Gewonden en vluchtelingen helpen
“De toestand van de gewonden moet dan gestabiliseerd worden, en daarna worden ze doorverwezen naar ziekenhuizen, voor meer gespecialiseerde verzorging. Aan vluchtelingen, die soms niets meer bezitten, geven we hulpgoederen. Een ten slotte bieden deze mobiele hulpposten medische consultaties aan voor basisgezondheidszorg. Veel patiënten lijden aan malaria, één van de dodelijkste ziektes in de Centraal-Afrikaanse Republiek. Maar we zien ook veel ontstekingen van de luchtwegen, en huidziektes, die te maken hebben met de erbarmelijke leefomstandigheden van de vluchtelingen.”
Dat deze manier van werken, met snelle, mobiele teams resultaten kan opleveren, is de voorbije weken al gebleken.
Hulpverlening in Bouar
“We hoorden dat er zwaar gevochten was in Bouar, een stad in het westen van het land, op 26 oktober. We vertrokken onmiddellijk, en toen we aankwamen begonnen we meteen gewonden te verzorgen. Sommigen hadden schotwonden, andere ernstige trauma’s, zoals breuken. Het meeste medische personeel in de Centraal-Afrikaanse Republiek heeft geen ervaring met schotwonden,” zegt Rosa Crestani.
“In de stad bevonden zich ook zo’n 9000 vluchtelingen. We deden medische consultaties voor hen en verdeelden hulpgoederen. Toen de spanning in de stad minderde, vertrokken de vluchtelingen weer naar huis, en ons team ging naar de brousse.”
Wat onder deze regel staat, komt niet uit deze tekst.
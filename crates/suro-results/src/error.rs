//! # Result Pipeline Errors
//!
//! [`ResultError`] covers everything that can go wrong while one mapping is
//! being produced or persisted. The orchestrator never propagates these to
//! its caller: a failed mapping is logged and listed in the response message.
//! [`StoreError`] is the error surface of [`ResultStore`](crate::ResultStore)
//! implementations.

use thiserror::Error;

use suro_core::{ArtifactFormat, RunId};

/// Errors raised while producing or persisting a single artifact.
#[derive(Error, Debug)]
pub enum ResultError {
    /// The solution has no top-level field named by a source.
    #[error("solution has no field {solution_key:?}")]
    MissingSource {
        /// The missing solution key.
        solution_key: String,
    },

    /// A source's solution field exists but is not an array.
    #[error("solution field {solution_key:?} is not an array")]
    NotAnArray {
        /// The offending solution key.
        solution_key: String,
    },

    /// A mapper was asked for an artifact format it cannot produce.
    #[error("{mapper} mapper cannot produce {format} output for {file_name:?}")]
    UnsupportedOperation {
        /// Name of the mapper.
        mapper: String,
        /// The artifact format requested by the file name.
        format: ArtifactFormat,
        /// The mapping's file name.
        file_name: String,
    },

    /// No custom mapper is registered under the identifier.
    #[error("no custom mapper registered for {0:?}")]
    UnknownCustomMapper(String),

    /// A custom mapping did not name its mapper.
    #[error("custom mapping {0:?} does not name a transformer")]
    MissingCustomId(String),

    /// JSON serialization of a produced document failed.
    #[error("serialization failed: {0}")]
    Serialization(#[from] serde_json::Error),

    /// Persisting the artifact failed.
    #[error(transparent)]
    Store(#[from] StoreError),
}

/// Result type alias for mapper and orchestrator operations.
pub type MapperResult<T> = Result<T, ResultError>;

/// Errors raised by result store implementations.
#[derive(Error, Debug)]
pub enum StoreError {
    /// The referenced run does not exist.
    #[error("run {0} not found")]
    RunNotFound(RunId),

    /// An attachment name is not a plain relative file name.
    #[error("attachment name {0:?} is not a plain relative file name")]
    InvalidFileName(String),

    /// An I/O operation on a backing file failed.
    #[error("I/O error on {path}: {source}")]
    Io {
        /// Path being read or written.
        path: String,
        /// Underlying error.
        source: std::io::Error,
    },
}

/// Result type alias for store operations.
pub type StoreResult<T> = Result<T, StoreError>;
//! # Extraction Primitives
//!
//! Shared building blocks for every tabular mapper: reading a source's entry
//! array out of the solution, rendering scalars as cell text, resolving
//! composite keys, enumerating the column axis, assembling the row-identity
//! prefix, and matching entries against (row, column) slots.
//!
//! ## Cells
//!
//! A cell is `Option<String>`. `None` means no entry matched the slot and is
//! written as empty text in CSV; `Some("")` means an entry matched but had no
//! content to contribute.
//!
//! ## Row Modes
//!
//! The row axis of a source selects one of four [`RowMode`]s:
//!
//! | row spec                       | mode                    | rows produced                  |
//! |--------------------------------|-------------------------|--------------------------------|
//! | exactly one label              | [`RowMode::Single`]     | one row named by the label     |
//! | entry keys (and not one label) | [`RowMode::Keyed`]      | one row per distinct key       |
//! | several labels, no entry keys  | [`RowMode::Literal`]    | one row per label              |
//! | nothing usable                 | [`RowMode::Absent`]     | none                           |

use indexmap::IndexMap;
use serde_json::Value;

use suro_core::{AxisSpec, ComplexKey, MappingSource};

use crate::error::{MapperResult, ResultError};

/// Identity header emitted for keyed rows that declare no labels.
pub const ITEM_HEADER: &str = "Item";

// ---------------------------------------------------------------------------
// Scalars and keys
// ---------------------------------------------------------------------------

/// Render a JSON value as cell text.
///
/// Strings render as themselves, integers in decimal. A float within 0.001
/// of an integer renders as that integer, any other float in its shortest
/// decimal form. Booleans render as empty text. `null`, arrays and objects
/// have no text.
pub fn string_value(value: &Value) -> Option<String> {
    match value {
        Value::String(s) => Some(s.clone()),
        Value::Number(n) => {
            if let Some(i) = n.as_i64() {
                Some(i.to_string())
            } else if let Some(u) = n.as_u64() {
                Some(u.to_string())
            } else {
                n.as_f64().map(render_float)
            }
        }
        Value::Bool(_) => Some(String::new()),
        Value::Null | Value::Array(_) | Value::Object(_) => None,
    }
}

fn render_float(v: f64) -> String {
    let rounded = v.round();
    let in_range = rounded >= i64::MIN as f64 && rounded < i64::MAX as f64;
    if in_range && (rounded - v).abs() < 0.001 {
        format!("{}", rounded as i64)
    } else {
        format!("{v}")
    }
}

/// Text of `entry[field]`, if the field exists and has text.
pub fn field_value(entry: &Value, field: &str) -> Option<String> {
    entry.get(field).and_then(string_value)
}

/// Text of `entry[field]`, empty when absent.
pub fn field_text(entry: &Value, field: &str) -> String {
    field_value(entry, field).unwrap_or_default()
}

/// Read each field of `entry` in order and join them into a key.
/// Absent fields contribute empty components.
pub fn resolve_key(entry: &Value, fields: &[String]) -> ComplexKey {
    fields.iter().map(|f| field_text(entry, f)).collect()
}

/// Text contributed by a matching entry: the value fields when declared,
/// otherwise the row's own key fields, otherwise empty text. Multiple fields
/// are joined by a single space.
pub fn cell_text(entry: &Value, source: &MappingSource) -> String {
    let fields = if !source.value_keys().is_empty() {
        source.value_keys()
    } else {
        source.row.entry_keys()
    };
    fields
        .iter()
        .map(|f| field_text(entry, f))
        .collect::<Vec<_>>()
        .join(" ")
}

/// The entry array a source reads from.
///
/// # Errors
///
/// [`ResultError::MissingSource`] when the solution has no such field,
/// [`ResultError::NotAnArray`] when the field is not an array.
pub fn source_entries<'a>(solution: &'a Value, solution_key: &str) -> MapperResult<&'a [Value]> {
    match solution.get(solution_key) {
        None => Err(ResultError::MissingSource {
            solution_key: solution_key.to_string(),
        }),
        Some(Value::Array(entries)) => Ok(entries),
        Some(_) => Err(ResultError::NotAnArray {
            solution_key: solution_key.to_string(),
        }),
    }
}

/// Distinct values of `fields` across `entries`, in first-occurrence order.
pub fn distinct_keys(entries: &[Value], fields: &[String]) -> Vec<ComplexKey> {
    let mut seen: IndexMap<ComplexKey, ()> = IndexMap::new();
    for entry in entries {
        seen.entry(resolve_key(entry, fields)).or_insert(());
    }
    seen.into_keys().collect()
}

// ---------------------------------------------------------------------------
// Row axis
// ---------------------------------------------------------------------------

/// How a source's row axis turns entries into body rows.
#[derive(Debug, Clone, Copy, PartialEq, Eq)]
pub enum RowMode<'a> {
    /// One row, named by the single label.
    Single(&'a str),
    /// One row per distinct key read from these entry fields.
    Keyed(&'a [String]),
    /// One row per literal label.
    Literal(&'a [String]),
    /// The row axis is not usable; no rows.
    Absent,
}

impl<'a> RowMode<'a> {
    /// Select the mode for a row axis.
    pub fn of(row: &'a AxisSpec) -> Self {
        match (row.labels(), row.entry_keys()) {
            ([label], _) => Self::Single(label),
            (_, keys) if !keys.is_empty() => Self::Keyed(keys),
            (labels, _) if !labels.is_empty() => Self::Literal(labels),
            _ => Self::Absent,
        }
    }
}

/// Header cells identifying the rows of one source.
///
/// A single label is emitted as itself. Several labels are emitted verbatim.
/// Entry keys without labels are announced by [`ITEM_HEADER`]. Composite
/// keys get empty headers for their remaining components.
pub fn row_prefix(row: &AxisSpec) -> Vec<String> {
    let labels = row.labels();
    let key_width = row.entry_keys().len();
    if labels.len() == 1 {
        return labels.to_vec();
    }
    let mut prefix: Vec<String> = if !labels.is_empty() {
        labels.to_vec()
    } else if key_width > 0 {
        vec![ITEM_HEADER.to_string()]
    } else {
        Vec::new()
    };
    if prefix.len() < key_width {
        prefix.resize(key_width, String::new());
    }
    prefix
}

/// The row-identity prefix of a mapping: that of the first source which
/// yields one.
pub fn header_prefix(sources: &[MappingSource]) -> Vec<String> {
    sources
        .iter()
        .map(|s| row_prefix(&s.row))
        .find(|p| !p.is_empty())
        .unwrap_or_default()
}

/// Identity cells for a body row, padded with empty text or truncated to
/// `width`.
pub fn fit_identity<I, S>(parts: I, width: usize) -> Vec<Option<String>>
where
    I: IntoIterator<Item = S>,
    S: Into<String>,
{
    let mut cells: Vec<Option<String>> =
        parts.into_iter().take(width).map(|p| Some(p.into())).collect();
    cells.resize(width, Some(String::new()));
    cells
}

// ---------------------------------------------------------------------------
// Column axis
// ---------------------------------------------------------------------------

/// The ordered, distinct columns of a produced table.
#[derive(Debug, Clone, Default, PartialEq, Eq)]
pub struct ColumnAxis {
    columns: IndexMap<ComplexKey, String>,
}

impl ColumnAxis {
    /// Columns named by raw labels. Each label is both key and header.
    pub fn from_labels<I, S>(labels: I) -> Self
    where
        I: IntoIterator<Item = S>,
        S: Into<String>,
    {
        let mut axis = Self::default();
        for label in labels {
            let label = label.into();
            axis.insert(ComplexKey::single(label.clone()), label);
        }
        axis
    }

    /// Enumerate the columns declared or discovered by every source, in
    /// declaration order then entry order. A source whose column axis has
    /// entry keys contributes the distinct keys found in its entries; a
    /// labels-only column axis contributes its labels. When a column axis
    /// has exactly one label and entry keys, the label prefixes the header.
    ///
    /// # Errors
    ///
    /// Fails when a source with entry-keyed columns cannot be read from the
    /// solution.
    pub fn from_sources(sources: &[MappingSource], solution: &Value) -> MapperResult<Self> {
        let mut axis = Self::default();
        for source in sources {
            let Some(column) = source.column.as_ref() else {
                continue;
            };
            if column.has_entry_keys() {
                let entries = source_entries(solution, &source.solution_key)?;
                let prefix = match column.labels() {
                    [label] => Some(label.as_str()),
                    _ => None,
                };
                for key in distinct_keys(entries, column.entry_keys()) {
                    let header = match prefix {
                        Some(p) => format!("{p} {key}"),
                        None => key.to_string(),
                    };
                    axis.insert(key, header);
                }
            } else {
                for label in column.labels() {
                    axis.insert(ComplexKey::single(label.clone()), label.clone());
                }
            }
        }
        Ok(axis)
    }

    fn insert(&mut self, key: ComplexKey, header: String) {
        self.columns.entry(key).or_insert(header);
    }

    /// Number of columns.
    pub fn len(&self) -> usize {
        self.columns.len()
    }

    /// Whether there are no columns.
    pub fn is_empty(&self) -> bool {
        self.columns.is_empty()
    }

    /// Column headers in order.
    pub fn headers(&self) -> impl Iterator<Item = &str> {
        self.columns.values().map(String::as_str)
    }

    /// Column keys in order.
    pub fn keys(&self) -> impl Iterator<Item = &ComplexKey> {
        self.columns.keys()
    }

    /// Position of a column key.
    pub fn index_of(&self, key: &ComplexKey) -> Option<usize> {
        self.columns.get_index_of(key)
    }
}

// ---------------------------------------------------------------------------
// Matching
// ---------------------------------------------------------------------------

/// Every value matched into each (row, column) slot of one source, in entry
/// order. Rows appear in first-occurrence order; each row holds one list per
/// column.
pub type SlotMatches = IndexMap<ComplexKey, Vec<Vec<String>>>;

/// Match the entries of one source against `columns`.
///
/// Single-label and literal-label rows always appear, even when nothing
/// matches. Keyed rows appear once per distinct key, including keys whose
/// entries matched no column. An entry's column key is read with the
/// source's own column axis; absent fields read as empty text.
pub fn collect_matches(source: &MappingSource, entries: &[Value], columns: &ColumnAxis) -> SlotMatches {
    let mut rows = SlotMatches::new();
    let column_fields = source
        .column
        .as_ref()
        .map(|c| c.entry_keys())
        .unwrap_or(&[]);
    let empty_row = || vec![Vec::new(); columns.len()];

    let row_fields: Option<&[String]> = match RowMode::of(&source.row) {
        RowMode::Absent => return rows,
        RowMode::Keyed(fields) => Some(fields),
        RowMode::Single(label) => {
            rows.insert(ComplexKey::single(label), empty_row());
            None
        }
        RowMode::Literal(labels) => {
            for label in labels {
                rows.entry(ComplexKey::single(label.clone()))
                    .or_insert_with(empty_row);
            }
            None
        }
    };

    for entry in entries {
        let slots: Vec<&mut Vec<Vec<String>>> = match row_fields {
            Some(fields) => vec![rows
                .entry(resolve_key(entry, fields))
                .or_insert_with(empty_row)],
            None => rows.values_mut().collect(),
        };
        let Some(index) = columns.index_of(&resolve_key(entry, column_fields)) else {
            continue;
        };
        let text = cell_text(entry, source);
        for row in slots {
            row[index].push(text.clone());
        }
    }
    rows
}

/// Collapse each slot to the text of its first match, in entry order.
/// Empty slots are absent.
pub fn first_matches(slots: Vec<Vec<String>>) -> Vec<Option<String>> {
    slots
        .into_iter()
        .map(|slot| slot.into_iter().next())
        .collect()
}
“Daar vonden we ook vluchtelingen. Veel mensen waren niet naar de stad gevlucht, maar hadden zich verborgen in de wildernis of langs hun akkers. Ze waren doodsbang, en liepen hard weg wanneer ze een wagen hoorden, uit schrik dat er weer gewapende mannen aankwamen. In totaal deed ons kleine team op twee weken tijd 2000 medische consultaties.”
Teams naar Mbaiki en Yaloké
Op 16 november vetrokken twee mobiele teams naar Mbaiki en Yaloké, in het zuidwesten. Daar zouden nieuwe vluchtelingen zijn. De teams zullen dat onderzoeken en hulp bieden indien nodig.”
“Deze teams kunnen heel efficiënt zijn, als we snel geïnformeerd worden en snel kunnen reizen. Wij kunnen niet alle noden lenigen. Gezondheidszorg in één ding, maar mensen hebben ook drinkwater, voedsel en veiligheid nodig. Op die vlakken is er maar weinig gebeurd. Andere organisaties in de Centraal-Afrikaanse Republiek, waaronder de Verenigde Naties, hebben zich nog niet voorbereid op een nieuwe noodsituatie,” besluit Rosa Crestani.